Saved data entries
***

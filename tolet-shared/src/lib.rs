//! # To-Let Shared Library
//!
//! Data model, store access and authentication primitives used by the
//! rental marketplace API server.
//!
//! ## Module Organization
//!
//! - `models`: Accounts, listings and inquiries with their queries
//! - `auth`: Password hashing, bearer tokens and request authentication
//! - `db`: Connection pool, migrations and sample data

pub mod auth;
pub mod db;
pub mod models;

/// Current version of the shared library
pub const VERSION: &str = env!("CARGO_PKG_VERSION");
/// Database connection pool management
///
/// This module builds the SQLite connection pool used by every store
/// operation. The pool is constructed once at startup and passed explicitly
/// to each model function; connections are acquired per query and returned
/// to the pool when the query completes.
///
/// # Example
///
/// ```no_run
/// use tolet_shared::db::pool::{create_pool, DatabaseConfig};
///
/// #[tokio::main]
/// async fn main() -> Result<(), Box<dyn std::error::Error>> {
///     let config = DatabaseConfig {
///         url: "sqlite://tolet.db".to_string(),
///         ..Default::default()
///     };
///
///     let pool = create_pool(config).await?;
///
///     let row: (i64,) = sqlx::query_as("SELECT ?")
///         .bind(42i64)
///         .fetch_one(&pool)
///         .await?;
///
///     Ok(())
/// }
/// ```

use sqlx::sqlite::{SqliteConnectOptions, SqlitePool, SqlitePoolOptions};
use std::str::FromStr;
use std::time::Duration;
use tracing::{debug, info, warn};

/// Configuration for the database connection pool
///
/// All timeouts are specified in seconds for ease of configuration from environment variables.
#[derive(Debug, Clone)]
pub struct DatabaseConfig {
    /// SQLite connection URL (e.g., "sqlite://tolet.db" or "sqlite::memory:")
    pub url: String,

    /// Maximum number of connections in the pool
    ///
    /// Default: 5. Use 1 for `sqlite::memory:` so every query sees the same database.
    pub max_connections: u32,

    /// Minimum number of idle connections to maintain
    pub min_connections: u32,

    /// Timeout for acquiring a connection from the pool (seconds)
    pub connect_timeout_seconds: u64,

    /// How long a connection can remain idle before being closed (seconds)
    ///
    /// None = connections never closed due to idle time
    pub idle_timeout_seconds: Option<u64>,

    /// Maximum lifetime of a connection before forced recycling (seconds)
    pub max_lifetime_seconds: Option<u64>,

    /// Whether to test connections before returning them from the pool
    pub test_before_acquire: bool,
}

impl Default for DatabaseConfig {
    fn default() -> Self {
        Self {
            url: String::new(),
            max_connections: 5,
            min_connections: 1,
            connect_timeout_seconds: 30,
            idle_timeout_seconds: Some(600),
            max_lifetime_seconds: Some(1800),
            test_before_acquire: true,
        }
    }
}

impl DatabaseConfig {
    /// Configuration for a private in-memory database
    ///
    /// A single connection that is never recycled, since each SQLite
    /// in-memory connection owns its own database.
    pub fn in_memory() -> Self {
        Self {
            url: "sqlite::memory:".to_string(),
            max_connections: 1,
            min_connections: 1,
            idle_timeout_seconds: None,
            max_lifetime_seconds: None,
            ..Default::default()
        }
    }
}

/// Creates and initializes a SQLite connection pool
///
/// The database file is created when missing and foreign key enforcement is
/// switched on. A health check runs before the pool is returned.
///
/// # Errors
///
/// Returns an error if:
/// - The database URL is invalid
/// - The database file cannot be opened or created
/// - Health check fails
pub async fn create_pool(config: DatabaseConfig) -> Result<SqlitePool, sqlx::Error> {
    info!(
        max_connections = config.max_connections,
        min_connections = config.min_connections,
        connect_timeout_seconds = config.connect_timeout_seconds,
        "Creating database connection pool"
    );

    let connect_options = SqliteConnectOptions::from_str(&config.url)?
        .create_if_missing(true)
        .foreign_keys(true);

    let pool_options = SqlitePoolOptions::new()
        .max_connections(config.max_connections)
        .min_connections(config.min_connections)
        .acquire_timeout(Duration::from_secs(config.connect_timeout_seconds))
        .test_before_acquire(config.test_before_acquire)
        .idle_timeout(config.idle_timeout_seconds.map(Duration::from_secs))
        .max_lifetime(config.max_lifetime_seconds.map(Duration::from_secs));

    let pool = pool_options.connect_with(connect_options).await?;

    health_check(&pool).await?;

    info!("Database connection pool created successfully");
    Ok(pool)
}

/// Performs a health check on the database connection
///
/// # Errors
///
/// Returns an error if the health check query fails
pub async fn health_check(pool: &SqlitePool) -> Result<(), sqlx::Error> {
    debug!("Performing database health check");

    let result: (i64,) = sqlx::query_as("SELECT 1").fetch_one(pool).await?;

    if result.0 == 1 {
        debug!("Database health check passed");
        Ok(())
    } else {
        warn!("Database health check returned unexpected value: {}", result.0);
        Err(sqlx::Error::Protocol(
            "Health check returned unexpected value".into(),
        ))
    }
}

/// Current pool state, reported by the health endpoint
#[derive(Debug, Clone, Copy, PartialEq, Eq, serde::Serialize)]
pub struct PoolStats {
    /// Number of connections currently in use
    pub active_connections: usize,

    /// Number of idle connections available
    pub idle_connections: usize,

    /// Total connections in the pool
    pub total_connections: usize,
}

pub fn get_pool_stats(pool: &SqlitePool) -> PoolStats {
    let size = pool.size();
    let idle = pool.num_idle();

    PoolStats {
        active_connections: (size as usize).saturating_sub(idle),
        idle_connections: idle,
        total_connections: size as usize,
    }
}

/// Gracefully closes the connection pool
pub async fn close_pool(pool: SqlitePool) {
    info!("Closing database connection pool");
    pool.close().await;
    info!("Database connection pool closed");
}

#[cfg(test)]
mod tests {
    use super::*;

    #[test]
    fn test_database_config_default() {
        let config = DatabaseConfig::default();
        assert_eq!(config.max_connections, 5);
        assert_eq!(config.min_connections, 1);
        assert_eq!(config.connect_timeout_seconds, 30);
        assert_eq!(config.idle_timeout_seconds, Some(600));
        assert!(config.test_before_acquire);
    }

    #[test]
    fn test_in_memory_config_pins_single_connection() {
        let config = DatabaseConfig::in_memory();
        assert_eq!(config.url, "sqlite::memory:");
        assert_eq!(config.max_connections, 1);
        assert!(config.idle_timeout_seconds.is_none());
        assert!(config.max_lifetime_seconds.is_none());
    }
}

***

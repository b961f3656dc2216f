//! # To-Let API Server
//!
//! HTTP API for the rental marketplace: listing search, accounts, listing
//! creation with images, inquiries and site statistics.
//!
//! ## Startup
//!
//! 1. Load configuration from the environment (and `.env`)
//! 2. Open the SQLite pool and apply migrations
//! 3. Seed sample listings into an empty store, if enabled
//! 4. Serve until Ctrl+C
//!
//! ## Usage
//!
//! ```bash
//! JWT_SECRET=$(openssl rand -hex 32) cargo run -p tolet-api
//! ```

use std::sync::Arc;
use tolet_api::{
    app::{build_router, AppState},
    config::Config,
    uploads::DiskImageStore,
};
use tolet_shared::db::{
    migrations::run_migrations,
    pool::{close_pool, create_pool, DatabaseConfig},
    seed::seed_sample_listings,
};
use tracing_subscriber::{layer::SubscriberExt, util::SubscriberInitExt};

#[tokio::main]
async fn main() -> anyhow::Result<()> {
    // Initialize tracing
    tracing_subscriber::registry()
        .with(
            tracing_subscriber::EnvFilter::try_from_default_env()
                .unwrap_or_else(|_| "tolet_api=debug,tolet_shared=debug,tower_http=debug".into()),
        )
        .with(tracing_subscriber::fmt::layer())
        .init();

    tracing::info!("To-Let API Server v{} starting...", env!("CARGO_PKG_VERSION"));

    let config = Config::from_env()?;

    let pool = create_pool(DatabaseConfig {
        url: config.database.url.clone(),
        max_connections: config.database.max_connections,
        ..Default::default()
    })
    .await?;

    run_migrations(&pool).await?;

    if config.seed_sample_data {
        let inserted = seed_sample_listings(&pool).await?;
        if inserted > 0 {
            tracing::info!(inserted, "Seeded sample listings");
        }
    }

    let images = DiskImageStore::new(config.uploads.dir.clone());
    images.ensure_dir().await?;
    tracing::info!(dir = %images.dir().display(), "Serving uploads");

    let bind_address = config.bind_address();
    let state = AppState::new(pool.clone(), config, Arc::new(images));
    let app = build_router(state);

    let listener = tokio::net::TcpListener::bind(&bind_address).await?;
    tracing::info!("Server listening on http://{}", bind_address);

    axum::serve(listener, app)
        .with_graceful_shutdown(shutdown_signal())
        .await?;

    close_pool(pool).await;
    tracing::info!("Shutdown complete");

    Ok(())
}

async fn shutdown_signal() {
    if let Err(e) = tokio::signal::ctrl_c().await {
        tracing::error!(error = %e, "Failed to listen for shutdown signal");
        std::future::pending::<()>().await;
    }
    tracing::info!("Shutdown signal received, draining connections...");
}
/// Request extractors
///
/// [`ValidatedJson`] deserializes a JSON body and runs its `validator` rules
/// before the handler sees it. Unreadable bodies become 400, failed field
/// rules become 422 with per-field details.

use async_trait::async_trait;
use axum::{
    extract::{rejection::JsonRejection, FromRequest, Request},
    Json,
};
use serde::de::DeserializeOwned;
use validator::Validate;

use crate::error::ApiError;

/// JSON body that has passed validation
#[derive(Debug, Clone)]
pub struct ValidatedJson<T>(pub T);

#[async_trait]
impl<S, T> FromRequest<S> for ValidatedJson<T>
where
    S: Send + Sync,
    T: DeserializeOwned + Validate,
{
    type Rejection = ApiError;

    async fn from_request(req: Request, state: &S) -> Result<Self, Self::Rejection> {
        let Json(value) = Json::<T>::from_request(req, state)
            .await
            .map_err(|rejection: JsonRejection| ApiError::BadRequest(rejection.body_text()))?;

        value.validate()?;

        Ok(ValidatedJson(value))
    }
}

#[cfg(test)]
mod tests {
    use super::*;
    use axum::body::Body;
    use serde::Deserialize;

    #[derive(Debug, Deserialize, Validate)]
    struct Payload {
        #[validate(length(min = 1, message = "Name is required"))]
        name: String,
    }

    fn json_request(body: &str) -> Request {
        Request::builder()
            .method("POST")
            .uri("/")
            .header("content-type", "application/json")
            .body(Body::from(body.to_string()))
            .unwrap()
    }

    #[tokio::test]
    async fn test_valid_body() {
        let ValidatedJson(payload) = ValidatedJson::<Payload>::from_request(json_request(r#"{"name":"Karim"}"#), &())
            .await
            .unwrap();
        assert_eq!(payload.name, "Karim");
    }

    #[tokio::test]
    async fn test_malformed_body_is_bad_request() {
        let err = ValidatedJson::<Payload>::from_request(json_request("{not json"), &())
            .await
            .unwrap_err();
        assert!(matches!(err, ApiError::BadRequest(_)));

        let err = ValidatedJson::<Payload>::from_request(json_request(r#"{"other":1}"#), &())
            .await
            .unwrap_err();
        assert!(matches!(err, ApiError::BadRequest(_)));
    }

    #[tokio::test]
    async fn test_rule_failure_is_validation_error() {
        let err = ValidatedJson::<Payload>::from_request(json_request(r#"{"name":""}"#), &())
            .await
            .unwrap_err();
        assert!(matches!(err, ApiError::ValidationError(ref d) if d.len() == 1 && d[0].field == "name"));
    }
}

***

TASK REQUIREMENTS:
Every line that contains the string "tokio" should be returned from the data.

OUTPUT OF THE EXERCISE:
/// #[tokio::main]
#[tokio::main]
    let listener = tokio::net::TcpListener::bind(&bind_address).await?;
    if let Err(e) = tokio::signal::ctrl_c().await {
    #[tokio::test]
    #[tokio::test]
    #[tokio::test]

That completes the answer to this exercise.